- _What needs to be done_
Only the lines that contain the string "monotonic" belong in the answer; pull them from the records.

- _Entries supplied_

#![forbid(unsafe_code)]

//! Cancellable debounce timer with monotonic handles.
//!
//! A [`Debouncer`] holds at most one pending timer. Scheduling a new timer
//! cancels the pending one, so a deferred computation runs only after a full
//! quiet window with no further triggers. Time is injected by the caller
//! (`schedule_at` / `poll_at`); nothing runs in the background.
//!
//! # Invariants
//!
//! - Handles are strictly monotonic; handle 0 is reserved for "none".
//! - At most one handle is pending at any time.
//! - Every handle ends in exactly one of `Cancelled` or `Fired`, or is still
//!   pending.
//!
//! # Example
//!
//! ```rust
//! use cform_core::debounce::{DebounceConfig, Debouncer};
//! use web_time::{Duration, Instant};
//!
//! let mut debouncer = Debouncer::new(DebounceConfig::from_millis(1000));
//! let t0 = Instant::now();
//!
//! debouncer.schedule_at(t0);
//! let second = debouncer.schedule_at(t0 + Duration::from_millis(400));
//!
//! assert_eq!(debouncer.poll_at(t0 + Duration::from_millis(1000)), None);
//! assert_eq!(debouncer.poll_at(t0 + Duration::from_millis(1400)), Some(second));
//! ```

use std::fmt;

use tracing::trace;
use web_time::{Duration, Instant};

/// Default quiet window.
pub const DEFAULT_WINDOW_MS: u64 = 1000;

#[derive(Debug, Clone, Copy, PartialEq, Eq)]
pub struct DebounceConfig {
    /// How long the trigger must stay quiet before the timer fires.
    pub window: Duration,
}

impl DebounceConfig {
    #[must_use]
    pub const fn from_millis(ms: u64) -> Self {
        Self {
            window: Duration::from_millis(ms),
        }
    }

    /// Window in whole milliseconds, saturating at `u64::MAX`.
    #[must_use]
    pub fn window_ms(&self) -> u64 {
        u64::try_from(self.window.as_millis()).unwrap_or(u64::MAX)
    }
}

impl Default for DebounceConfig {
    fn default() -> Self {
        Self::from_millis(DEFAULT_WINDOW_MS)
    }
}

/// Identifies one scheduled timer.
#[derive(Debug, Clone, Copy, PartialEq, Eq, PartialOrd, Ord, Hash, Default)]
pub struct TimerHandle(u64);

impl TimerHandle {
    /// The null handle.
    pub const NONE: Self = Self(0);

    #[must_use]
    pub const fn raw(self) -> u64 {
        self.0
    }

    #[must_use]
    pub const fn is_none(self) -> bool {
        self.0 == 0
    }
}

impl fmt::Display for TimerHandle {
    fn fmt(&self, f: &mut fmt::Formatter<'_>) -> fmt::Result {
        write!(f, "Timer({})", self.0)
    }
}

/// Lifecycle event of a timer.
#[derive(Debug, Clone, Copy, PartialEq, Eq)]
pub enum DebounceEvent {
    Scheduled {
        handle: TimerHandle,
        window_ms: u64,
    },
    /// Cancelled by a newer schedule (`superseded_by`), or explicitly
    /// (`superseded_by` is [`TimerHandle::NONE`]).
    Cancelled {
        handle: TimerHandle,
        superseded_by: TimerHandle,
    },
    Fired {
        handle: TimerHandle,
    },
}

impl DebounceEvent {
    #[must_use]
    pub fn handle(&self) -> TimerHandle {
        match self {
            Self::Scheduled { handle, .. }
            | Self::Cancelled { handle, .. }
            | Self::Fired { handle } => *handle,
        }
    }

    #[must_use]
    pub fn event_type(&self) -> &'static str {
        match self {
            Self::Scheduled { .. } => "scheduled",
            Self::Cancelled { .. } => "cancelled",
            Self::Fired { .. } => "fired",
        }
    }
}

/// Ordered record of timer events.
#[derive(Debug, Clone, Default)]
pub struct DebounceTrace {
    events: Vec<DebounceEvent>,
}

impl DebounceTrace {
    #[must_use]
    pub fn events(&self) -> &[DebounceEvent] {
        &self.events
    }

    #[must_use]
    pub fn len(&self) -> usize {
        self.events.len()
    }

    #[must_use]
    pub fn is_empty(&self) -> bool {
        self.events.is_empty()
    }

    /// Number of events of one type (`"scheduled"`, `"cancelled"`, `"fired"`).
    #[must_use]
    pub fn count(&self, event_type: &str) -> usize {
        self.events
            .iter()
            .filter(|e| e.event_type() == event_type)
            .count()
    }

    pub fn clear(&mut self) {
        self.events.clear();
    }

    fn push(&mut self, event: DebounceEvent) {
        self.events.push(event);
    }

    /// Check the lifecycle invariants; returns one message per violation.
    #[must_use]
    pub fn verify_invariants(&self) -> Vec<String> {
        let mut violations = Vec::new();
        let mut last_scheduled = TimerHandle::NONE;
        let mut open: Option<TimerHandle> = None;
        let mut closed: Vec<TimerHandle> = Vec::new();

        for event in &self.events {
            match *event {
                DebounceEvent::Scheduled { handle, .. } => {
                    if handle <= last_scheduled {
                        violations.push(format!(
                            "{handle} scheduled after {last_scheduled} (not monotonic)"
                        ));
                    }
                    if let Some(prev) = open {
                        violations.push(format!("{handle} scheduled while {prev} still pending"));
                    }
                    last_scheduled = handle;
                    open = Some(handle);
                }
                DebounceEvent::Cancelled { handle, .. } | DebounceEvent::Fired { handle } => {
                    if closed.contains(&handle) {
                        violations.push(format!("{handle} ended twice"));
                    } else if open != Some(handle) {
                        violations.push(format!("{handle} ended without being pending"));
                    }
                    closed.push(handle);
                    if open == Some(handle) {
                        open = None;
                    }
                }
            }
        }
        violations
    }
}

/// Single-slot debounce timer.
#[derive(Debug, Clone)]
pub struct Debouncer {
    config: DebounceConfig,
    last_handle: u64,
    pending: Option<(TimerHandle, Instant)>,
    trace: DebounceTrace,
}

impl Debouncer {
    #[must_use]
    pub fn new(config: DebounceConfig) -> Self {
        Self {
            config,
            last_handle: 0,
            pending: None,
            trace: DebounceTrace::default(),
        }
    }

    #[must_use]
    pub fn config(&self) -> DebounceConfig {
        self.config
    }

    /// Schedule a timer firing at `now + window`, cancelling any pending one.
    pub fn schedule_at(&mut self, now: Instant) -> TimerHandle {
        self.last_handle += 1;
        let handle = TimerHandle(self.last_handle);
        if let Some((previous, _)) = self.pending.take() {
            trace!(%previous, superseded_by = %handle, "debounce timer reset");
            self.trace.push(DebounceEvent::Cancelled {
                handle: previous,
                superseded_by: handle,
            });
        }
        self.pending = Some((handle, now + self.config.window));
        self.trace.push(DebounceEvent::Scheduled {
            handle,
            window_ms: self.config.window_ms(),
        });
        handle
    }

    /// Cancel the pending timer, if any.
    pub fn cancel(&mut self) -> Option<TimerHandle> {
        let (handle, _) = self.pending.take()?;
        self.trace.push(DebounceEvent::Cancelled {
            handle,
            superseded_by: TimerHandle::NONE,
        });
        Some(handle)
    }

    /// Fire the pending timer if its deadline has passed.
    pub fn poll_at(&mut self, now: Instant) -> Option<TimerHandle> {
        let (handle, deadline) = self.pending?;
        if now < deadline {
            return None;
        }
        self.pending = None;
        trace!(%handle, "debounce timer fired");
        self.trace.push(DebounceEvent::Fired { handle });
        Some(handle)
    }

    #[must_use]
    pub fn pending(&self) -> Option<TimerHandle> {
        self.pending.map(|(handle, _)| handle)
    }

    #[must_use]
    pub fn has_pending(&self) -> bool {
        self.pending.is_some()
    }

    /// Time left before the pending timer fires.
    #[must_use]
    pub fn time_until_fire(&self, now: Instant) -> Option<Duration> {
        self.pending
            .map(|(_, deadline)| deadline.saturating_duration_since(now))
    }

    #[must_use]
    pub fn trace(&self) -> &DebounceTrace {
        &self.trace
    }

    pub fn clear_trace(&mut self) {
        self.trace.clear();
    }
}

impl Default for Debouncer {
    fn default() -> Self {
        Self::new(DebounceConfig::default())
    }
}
...
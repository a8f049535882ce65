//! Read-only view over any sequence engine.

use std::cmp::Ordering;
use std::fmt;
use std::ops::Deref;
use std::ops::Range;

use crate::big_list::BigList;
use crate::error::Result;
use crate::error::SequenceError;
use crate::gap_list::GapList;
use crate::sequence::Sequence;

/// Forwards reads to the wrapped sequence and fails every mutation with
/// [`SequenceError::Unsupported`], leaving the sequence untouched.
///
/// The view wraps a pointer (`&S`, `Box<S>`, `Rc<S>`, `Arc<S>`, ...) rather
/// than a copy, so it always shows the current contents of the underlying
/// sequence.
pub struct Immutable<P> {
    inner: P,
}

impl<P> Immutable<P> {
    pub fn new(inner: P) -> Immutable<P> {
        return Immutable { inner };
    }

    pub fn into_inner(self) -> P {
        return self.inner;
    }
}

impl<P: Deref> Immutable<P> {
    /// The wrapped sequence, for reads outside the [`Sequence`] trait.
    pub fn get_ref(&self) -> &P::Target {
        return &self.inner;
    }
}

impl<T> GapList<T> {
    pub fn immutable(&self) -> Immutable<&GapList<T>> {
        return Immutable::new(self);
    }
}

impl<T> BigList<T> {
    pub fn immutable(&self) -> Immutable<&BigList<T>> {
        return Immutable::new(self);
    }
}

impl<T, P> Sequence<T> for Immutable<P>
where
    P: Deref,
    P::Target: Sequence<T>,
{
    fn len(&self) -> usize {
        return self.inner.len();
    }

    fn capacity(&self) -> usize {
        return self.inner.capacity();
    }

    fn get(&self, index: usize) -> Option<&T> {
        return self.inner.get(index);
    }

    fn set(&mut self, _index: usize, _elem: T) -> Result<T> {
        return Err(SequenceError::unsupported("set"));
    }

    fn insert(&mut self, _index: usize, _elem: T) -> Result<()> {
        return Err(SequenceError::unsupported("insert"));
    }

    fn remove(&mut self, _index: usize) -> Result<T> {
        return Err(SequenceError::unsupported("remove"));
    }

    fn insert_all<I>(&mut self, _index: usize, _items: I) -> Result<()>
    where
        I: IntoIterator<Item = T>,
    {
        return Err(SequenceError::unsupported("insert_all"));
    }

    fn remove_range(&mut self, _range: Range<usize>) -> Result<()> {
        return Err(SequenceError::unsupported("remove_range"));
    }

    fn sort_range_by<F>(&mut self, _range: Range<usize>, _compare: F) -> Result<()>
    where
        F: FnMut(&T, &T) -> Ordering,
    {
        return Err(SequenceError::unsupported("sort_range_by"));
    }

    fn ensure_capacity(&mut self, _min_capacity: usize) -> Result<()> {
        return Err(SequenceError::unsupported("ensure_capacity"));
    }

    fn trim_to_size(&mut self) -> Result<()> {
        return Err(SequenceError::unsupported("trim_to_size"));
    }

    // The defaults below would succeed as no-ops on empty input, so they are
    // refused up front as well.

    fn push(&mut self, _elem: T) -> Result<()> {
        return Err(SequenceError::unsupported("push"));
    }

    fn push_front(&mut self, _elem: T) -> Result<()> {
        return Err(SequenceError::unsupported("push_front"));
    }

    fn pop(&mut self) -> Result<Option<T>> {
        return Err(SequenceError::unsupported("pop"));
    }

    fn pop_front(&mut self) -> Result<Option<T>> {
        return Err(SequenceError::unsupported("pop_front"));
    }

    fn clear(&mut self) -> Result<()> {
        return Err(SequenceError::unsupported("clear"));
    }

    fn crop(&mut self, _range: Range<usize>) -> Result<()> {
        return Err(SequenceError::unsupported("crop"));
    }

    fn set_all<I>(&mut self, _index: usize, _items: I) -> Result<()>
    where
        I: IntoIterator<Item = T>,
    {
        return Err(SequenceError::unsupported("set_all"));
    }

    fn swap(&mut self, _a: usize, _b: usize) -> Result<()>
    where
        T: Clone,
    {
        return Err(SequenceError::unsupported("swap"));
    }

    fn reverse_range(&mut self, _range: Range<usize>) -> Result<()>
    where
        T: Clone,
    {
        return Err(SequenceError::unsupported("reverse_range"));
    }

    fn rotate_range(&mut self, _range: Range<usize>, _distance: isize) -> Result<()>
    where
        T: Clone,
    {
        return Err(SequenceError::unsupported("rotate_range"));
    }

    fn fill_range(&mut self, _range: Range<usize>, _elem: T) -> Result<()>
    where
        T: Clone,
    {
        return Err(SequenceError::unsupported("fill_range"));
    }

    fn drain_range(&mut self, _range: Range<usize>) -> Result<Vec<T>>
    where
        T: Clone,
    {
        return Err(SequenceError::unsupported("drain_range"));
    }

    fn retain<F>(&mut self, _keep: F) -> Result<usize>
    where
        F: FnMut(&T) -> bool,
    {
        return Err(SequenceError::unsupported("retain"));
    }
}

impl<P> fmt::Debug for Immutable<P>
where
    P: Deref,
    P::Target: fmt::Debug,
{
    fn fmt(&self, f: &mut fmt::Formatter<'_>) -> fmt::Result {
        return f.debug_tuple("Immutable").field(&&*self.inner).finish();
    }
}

- _Task answer_
//! Cancellable debounce timer with monotonic handles.
//! - Handles are strictly monotonic; handle 0 is reserved for "none".
                            "{handle} scheduled after {last_scheduled} (not monotonic)"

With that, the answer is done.